2- Ne pas s'intéresser à ces élections ne veut pas dire « être totalement désintéressé de la politique »
Les jeunes comparent les élections en Algérie et celles se déroulant à l'étranger de la même façon qu'ils comparent les séries américaines avec les feuilletons locaux. Ennuyeux, répétitifs, sans surprise et insensés sont les mots qui reviennent le plus souvent, les fans fidèles de House of Cards peuvent le confirmer. La politique en Algérie n'est pas prise au sérieux pour la simple raison que elle-même n'est pas sérieuse, ou du moins, les politiciens ne font pas d'efforts pour qu'elle le soit. La plupart préfèrent suivre de très près les élections en France, ou aux USA, car les débats sont riches et font durer le suspense. Elles donnent réellement l'impression que les candidats se livrent une bataille sans merci. Les politiciens algériens quant à eux, manquent cruellement de charisme, de dynamisme et ne savent pas capter l'attention des plus jeunes, ces derniers veulent de l'action, des débats intéressants, captivants, à couper le souffle. Ils veulent avoir affaire à un personnage fascinant qui sait s'adresser à eux et les convaincre, mais pour l'instant «c'est mort».
3- Le manque de confiance
Il y a une rupture de confiance entre le peuple et ses dirigeants. Les élus promettent beaucoup, mais, une fois arrivés au sommet, ne concrétisent jamais leurs idées. De ce point de vue, on peut dire que les jeunes s'intéressent à la politique algérienne, mais s'en méfient, et pour cause! Voici le témoignage d'un étudiant qui ont requis l'anonymat: « Moi personnellement je ne vote pas, ça ne veut pas dire que ça ne m'intéresse pas, je ne veux pas voter pour la destruction de mon pays en donnant le pouvoir à un homme qui ne tiendra pas ses promesses et qui préférera s'enrichir et s'enraciner pour garder sa place. »

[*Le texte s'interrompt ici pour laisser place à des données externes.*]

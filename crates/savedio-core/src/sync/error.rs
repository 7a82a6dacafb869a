//! Synchronization errors

use std::fmt;

use thiserror::Error;

/// Errors raised while talking to the remote API or applying its changes
#[derive(Debug, Error)]
pub enum SyncError {
    /// The user key is missing or was rejected
    #[error("Authorization failed: {0}")]
    Auth(String),

    /// The request never produced a response
    #[error("Network error: {0}")]
    Transport(#[from] reqwest::Error),

    /// The API answered with a non-success status
    #[error("Server error: {message} ({status})")]
    Server { status: u16, message: String },

    /// The response body could not be decoded
    #[error("Invalid response: {0}")]
    Serialization(String),

    /// The local store failed
    #[error("Storage error: {0}")]
    Store(#[from] crate::Error),

    /// The caller cancelled the operation
    #[error("Synchronization cancelled")]
    Cancelled,
}

/// Coarse failure class recorded with a failed reconciliation
#[derive(Debug, Clone, Copy, PartialEq, Eq)]
pub enum SyncErrorCategory {
    Network,
    Authorization,
    Server,
    Serialization,
    Storage,
    Cancelled,
}

impl fmt::Display for SyncErrorCategory {
    fn fmt(&self, f: &mut fmt::Formatter<'_>) -> fmt::Result {
        let name = match self {
            Self::Network => "network",
            Self::Authorization => "authorization",
            Self::Server => "server",
            Self::Serialization => "serialization",
            Self::Storage => "storage",
            Self::Cancelled => "cancelled",
        };
        f.write_str(name)
    }
}

impl SyncError {
    /// Failure class of this error
    pub const fn category(&self) -> SyncErrorCategory {
        match self {
            Self::Auth(_) => SyncErrorCategory::Authorization,
            Self::Transport(_) => SyncErrorCategory::Network,
            Self::Server { .. } => SyncErrorCategory::Server,
            Self::Serialization(_) => SyncErrorCategory::Serialization,
            Self::Store(_) => SyncErrorCategory::Storage,
            Self::Cancelled => SyncErrorCategory::Cancelled,
        }
    }
}
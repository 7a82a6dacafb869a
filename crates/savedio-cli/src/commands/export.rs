use std::path::{Path, PathBuf};

use chrono::Local;
use savedio_core::db::BookmarkFilter;
use savedio_core::export::{render_bookmarks_export, suggested_export_file_name};

use crate::cli::ExportFormat;
use crate::commands::common::open_database;
use crate::error::CliError;

/// Directories get the suggested export file name appended.
pub fn resolve_export_path(output_path: &Path, format: ExportFormat) -> PathBuf {
    if output_path.is_dir() {
        output_path.join(suggested_export_file_name(
            format.into(),
            Local::now().date_naive(),
        ))
    } else {
        output_path.to_path_buf()
    }
}

pub async fn run_export(
    format: ExportFormat,
    output_path: Option<&Path>,
    db_path: &Path,
) -> Result<(), CliError> {
    let db = open_database(db_path).await?;
    let order = db.load_settings().await?.sort_order;
    let bookmarks = db.list_bookmarks(&BookmarkFilter::All, order).await?;
    let rendered = render_bookmarks_export(&bookmarks, format.into())?;

    if let Some(path) = output_path {
        let path = resolve_export_path(path, format);
        std::fs::write(&path, rendered)?;
        println!("{}", path.display());
    } else {
        println!("{rendered}");
    }

    Ok(())
}
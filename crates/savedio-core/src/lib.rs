//! savedio-core - Core library for Saved.io++
//!
//! This crate contains the bookmark models, the libSQL database layer, the
//! saved.io API client and the reconciliation routine that keeps the local
//! store aligned with the remote bookmark collection.

pub mod config;
pub mod db;
pub mod error;
pub mod export;
pub mod favorites;
pub mod models;
pub mod services;
pub mod sync;
pub mod util;

pub use error::{Error, Result};
pub use models::{Bookmark, BookmarkId, BookmarkList, SyncResult};
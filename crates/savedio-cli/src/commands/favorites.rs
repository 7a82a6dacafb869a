use std::path::Path;

use crate::commands::common::{open_database, resolve_bookmark};
use crate::error::CliError;

pub async fn run_favorite(id: &str, off: bool, db_path: &Path) -> Result<(), CliError> {
    let db = open_database(db_path).await?;
    let bookmark = resolve_bookmark(id, &db).await?;
    let updated = db.set_favorite(&bookmark.id, !off).await?;

    println!("{}", updated.id);
    Ok(())
}

pub async fn run_smart_favorites(db_path: &Path) -> Result<(), CliError> {
    let db = open_database(db_path).await?;
    let marked = db.mark_smart_favorites().await?;

    println!("{marked} bookmarks marked as favorite");
    Ok(())
}

pub async fn run_clear_favorites(db_path: &Path) -> Result<(), CliError> {
    let db = open_database(db_path).await?;
    let cleared = db.clear_favorites().await?;

    println!("{cleared} favorites cleared");
    Ok(())
}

Et puis, il y en a d'autres qui pensent que le vote n'est qu'une vulgaire mascarade. Que l'on vote ou pas, le résultat reste le même. Ce n'est que pour sauver les apparences.
4- Voter pour le meilleur, ou voter pour « le moins pire »!
Les jeunes ne votent pas tout simplement parce qu'ils ne savent pas pour qui voter : « Lui, elle ou l'autre, c'est pareil». Et puis, on peut dire qu'il est difficile de s'identifier à une personne qui a plusieurs années de plus que nous, en particulier si elle ne met pas en avant les sujets qui nous concernent. Pour attirer l'attention des jeunes, il faut leur adresser des discours qui nourrissent leurs intérêts et aborder des thèmes qui les touchent de très près comme l'éducation qui est déjà en chute libre et les problèmes auxquels les étudiants font face ainsi que ceux liés à l'austérité qui fait rage et bien d'autres.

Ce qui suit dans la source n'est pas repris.